Stored items:
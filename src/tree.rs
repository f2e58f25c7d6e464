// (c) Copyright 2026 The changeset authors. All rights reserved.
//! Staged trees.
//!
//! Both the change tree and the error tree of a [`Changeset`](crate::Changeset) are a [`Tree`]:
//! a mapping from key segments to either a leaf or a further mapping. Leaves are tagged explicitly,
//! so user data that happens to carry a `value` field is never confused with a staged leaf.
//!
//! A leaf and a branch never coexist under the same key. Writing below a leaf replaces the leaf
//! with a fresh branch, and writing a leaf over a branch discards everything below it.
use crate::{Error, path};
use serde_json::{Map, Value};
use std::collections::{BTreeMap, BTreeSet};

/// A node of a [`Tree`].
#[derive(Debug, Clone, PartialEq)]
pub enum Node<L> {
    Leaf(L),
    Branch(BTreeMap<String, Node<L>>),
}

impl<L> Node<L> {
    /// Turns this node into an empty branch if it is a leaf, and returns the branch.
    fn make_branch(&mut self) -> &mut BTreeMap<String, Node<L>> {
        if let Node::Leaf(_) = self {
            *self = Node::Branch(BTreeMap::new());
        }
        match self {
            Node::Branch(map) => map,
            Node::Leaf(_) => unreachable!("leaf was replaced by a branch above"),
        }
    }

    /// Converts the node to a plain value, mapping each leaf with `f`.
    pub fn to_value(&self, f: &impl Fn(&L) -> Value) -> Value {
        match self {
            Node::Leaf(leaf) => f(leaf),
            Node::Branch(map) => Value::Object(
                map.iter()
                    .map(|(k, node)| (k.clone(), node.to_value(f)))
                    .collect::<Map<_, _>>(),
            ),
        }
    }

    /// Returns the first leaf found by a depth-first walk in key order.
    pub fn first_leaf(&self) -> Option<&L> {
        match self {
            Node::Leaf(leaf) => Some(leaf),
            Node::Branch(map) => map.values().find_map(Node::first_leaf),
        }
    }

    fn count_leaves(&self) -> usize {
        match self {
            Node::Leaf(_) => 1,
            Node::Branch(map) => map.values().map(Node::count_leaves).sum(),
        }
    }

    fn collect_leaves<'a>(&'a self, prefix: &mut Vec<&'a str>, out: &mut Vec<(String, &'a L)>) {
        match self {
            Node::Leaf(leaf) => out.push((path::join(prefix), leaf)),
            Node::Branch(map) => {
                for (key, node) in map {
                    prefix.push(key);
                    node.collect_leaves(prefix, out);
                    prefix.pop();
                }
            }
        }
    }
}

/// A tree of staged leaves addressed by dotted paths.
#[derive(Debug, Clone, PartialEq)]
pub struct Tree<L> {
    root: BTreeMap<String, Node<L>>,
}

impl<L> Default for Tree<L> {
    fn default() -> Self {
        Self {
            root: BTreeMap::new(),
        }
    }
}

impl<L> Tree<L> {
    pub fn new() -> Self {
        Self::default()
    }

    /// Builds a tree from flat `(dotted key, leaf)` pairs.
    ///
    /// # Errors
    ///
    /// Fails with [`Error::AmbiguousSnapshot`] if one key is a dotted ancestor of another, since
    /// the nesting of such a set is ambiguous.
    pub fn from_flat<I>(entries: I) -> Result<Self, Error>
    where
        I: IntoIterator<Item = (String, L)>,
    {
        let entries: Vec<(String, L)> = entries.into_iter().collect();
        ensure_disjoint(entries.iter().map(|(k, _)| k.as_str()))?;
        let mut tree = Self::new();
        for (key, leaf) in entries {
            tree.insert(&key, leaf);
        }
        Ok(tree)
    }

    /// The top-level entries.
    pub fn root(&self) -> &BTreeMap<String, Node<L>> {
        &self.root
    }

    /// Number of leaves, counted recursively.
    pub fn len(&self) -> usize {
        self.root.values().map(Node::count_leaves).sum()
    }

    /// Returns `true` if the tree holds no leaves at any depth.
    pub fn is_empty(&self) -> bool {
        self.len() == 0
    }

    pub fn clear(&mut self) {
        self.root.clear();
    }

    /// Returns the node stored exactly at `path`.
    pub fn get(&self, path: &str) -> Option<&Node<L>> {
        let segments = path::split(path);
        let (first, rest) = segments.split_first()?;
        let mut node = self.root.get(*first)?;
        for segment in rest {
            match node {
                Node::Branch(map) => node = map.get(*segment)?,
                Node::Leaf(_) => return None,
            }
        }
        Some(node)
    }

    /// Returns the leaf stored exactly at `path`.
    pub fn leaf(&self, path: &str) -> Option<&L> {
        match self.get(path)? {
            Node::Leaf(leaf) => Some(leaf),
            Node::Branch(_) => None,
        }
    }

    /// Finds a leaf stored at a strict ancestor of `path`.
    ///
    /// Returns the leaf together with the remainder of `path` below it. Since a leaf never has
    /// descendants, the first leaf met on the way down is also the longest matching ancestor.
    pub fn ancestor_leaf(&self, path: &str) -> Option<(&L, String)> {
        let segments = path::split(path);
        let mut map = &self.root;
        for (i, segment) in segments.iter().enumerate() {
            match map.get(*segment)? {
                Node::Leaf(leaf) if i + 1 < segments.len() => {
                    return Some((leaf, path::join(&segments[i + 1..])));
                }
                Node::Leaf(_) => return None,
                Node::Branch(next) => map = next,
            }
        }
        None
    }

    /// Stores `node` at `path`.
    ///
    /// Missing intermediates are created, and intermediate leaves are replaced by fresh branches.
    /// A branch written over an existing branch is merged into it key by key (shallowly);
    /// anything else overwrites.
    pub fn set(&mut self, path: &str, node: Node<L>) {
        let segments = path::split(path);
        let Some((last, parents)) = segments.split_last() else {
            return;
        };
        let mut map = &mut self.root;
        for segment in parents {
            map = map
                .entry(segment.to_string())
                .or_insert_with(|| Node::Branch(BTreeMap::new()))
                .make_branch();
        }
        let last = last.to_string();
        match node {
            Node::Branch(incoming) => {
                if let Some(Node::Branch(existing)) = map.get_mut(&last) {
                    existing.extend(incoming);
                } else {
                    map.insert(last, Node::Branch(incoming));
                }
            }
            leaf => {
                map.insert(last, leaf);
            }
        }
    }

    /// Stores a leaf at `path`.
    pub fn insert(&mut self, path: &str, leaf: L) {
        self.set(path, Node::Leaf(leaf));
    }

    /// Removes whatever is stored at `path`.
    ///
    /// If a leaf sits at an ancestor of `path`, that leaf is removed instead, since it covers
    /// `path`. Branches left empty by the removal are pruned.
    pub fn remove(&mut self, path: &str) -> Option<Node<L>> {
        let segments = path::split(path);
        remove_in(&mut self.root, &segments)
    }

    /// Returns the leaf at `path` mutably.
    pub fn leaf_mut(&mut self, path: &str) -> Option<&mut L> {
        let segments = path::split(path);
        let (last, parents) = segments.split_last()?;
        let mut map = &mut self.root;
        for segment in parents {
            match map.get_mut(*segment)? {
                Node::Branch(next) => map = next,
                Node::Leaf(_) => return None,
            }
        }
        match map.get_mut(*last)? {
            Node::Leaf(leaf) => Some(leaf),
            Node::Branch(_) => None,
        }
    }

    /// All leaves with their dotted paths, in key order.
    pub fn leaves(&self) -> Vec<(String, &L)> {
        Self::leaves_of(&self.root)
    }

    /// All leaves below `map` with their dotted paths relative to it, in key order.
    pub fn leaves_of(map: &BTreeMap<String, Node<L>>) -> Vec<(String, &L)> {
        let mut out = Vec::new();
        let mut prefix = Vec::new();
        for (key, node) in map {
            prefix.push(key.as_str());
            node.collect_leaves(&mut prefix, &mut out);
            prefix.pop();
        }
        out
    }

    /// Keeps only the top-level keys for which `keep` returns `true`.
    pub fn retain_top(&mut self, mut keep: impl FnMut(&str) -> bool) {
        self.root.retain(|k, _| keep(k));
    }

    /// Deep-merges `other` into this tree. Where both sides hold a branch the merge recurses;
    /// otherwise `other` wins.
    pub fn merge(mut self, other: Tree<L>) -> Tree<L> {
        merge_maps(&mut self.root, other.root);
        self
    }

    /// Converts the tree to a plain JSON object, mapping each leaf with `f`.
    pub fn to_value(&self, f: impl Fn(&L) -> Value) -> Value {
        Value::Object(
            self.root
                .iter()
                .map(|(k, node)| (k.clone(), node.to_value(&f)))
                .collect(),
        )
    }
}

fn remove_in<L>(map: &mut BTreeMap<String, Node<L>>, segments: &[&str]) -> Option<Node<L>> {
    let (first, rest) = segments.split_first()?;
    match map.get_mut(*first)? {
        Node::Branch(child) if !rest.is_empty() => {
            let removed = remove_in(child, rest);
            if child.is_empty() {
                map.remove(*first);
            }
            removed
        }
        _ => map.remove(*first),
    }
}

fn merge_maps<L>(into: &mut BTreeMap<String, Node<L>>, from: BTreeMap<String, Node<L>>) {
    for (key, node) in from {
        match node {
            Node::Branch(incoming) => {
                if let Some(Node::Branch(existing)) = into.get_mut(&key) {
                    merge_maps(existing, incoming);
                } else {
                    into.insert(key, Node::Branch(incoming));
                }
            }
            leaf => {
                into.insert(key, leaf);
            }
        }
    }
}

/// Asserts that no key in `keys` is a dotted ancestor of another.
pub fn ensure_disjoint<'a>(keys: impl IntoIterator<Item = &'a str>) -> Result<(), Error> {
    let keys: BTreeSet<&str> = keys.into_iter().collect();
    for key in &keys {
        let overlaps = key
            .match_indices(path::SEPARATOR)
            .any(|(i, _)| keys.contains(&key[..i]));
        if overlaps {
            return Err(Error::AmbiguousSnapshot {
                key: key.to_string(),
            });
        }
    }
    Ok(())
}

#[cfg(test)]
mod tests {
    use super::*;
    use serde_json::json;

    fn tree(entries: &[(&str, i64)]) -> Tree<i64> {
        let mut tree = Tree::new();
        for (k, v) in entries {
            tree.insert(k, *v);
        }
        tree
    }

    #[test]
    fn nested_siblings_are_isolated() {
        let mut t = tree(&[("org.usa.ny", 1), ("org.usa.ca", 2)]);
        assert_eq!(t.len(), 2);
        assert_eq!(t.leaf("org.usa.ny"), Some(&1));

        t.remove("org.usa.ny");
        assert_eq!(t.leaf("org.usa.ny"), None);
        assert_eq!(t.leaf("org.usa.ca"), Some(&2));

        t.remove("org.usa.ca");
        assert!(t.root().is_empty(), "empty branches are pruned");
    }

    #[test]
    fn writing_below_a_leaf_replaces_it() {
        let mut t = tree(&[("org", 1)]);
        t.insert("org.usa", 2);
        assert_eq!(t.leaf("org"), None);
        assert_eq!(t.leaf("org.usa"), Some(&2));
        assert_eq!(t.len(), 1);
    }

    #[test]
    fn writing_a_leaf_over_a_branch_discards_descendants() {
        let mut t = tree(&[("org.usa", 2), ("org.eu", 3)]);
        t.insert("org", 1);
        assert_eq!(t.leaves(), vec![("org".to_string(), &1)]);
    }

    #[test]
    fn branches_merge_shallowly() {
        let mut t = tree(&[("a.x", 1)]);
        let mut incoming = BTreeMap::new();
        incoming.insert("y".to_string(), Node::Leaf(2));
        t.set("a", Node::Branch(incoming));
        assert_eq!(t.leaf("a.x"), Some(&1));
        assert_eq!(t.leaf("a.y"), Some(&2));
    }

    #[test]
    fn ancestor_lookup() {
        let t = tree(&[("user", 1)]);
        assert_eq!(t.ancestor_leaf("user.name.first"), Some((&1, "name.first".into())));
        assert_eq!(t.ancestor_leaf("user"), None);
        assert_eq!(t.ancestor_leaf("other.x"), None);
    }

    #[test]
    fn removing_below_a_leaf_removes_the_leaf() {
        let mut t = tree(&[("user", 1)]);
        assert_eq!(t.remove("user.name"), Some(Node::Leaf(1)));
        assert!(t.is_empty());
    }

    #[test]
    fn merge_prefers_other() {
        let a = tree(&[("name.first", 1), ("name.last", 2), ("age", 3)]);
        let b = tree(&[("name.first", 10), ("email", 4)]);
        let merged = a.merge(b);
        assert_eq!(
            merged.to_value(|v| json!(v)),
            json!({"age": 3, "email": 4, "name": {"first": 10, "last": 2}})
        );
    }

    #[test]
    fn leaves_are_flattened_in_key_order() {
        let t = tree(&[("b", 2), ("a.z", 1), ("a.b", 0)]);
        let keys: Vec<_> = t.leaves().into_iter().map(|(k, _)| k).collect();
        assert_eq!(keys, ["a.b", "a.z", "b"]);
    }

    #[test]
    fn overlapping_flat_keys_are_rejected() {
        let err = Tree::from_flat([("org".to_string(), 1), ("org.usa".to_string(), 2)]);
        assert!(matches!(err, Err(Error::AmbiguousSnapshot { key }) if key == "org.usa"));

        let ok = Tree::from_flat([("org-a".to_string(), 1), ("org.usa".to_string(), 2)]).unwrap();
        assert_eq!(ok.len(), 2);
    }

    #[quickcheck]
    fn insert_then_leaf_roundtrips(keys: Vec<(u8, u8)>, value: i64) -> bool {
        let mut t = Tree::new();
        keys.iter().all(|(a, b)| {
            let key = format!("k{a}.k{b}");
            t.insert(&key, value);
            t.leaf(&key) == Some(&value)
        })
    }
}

...

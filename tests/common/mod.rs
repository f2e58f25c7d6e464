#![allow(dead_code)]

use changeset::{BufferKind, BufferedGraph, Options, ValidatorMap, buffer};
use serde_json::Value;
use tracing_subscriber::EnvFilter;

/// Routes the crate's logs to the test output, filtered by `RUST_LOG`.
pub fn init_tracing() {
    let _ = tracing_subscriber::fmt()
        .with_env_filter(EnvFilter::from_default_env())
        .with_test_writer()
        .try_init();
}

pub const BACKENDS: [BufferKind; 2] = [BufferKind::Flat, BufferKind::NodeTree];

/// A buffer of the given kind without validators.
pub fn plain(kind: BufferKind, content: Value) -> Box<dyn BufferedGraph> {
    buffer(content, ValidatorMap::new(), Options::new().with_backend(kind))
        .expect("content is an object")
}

--

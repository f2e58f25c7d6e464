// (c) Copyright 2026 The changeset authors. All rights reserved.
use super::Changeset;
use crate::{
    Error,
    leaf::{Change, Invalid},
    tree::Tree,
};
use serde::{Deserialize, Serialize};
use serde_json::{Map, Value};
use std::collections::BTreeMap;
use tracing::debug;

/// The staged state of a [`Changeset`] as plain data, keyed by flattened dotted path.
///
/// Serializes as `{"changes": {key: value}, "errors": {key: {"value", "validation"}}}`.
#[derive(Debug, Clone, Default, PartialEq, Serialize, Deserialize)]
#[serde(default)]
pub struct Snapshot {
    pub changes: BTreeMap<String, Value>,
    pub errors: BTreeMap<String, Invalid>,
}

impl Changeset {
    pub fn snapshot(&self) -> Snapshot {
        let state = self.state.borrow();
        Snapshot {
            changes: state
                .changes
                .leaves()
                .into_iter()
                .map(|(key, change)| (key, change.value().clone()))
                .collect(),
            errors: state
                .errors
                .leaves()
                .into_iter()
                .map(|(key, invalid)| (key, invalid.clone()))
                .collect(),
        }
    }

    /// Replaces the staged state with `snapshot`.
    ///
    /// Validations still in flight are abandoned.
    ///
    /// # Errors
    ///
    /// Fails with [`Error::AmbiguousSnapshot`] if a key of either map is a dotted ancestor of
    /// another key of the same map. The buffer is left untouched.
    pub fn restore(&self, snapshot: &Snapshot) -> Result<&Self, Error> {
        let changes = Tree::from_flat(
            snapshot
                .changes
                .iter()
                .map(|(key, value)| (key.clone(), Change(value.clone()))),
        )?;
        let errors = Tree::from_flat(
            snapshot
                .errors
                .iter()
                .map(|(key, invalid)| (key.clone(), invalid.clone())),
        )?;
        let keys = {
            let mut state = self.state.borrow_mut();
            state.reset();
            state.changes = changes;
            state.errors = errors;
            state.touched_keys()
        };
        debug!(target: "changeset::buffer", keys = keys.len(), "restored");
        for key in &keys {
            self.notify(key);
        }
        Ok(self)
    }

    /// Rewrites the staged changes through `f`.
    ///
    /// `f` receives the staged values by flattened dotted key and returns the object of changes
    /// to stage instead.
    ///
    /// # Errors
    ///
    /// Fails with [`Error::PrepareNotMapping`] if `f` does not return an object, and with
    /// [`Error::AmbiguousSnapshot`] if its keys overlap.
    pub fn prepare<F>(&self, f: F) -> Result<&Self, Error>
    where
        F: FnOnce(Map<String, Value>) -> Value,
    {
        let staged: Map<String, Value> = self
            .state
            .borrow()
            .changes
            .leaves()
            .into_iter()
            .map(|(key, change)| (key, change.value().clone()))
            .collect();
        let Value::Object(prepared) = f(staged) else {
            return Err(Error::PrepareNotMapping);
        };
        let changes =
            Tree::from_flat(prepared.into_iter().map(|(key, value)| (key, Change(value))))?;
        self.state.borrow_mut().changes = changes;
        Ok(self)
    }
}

EXERCISE: Look through the data above and report every line in which "Converts" appears.

ANSWER FOR THIS EXERCISE:
    /// Converts the node to a plain value, mapping each leaf with `f`.
    /// Converts the tree to a plain JSON object, mapping each leaf with `f`.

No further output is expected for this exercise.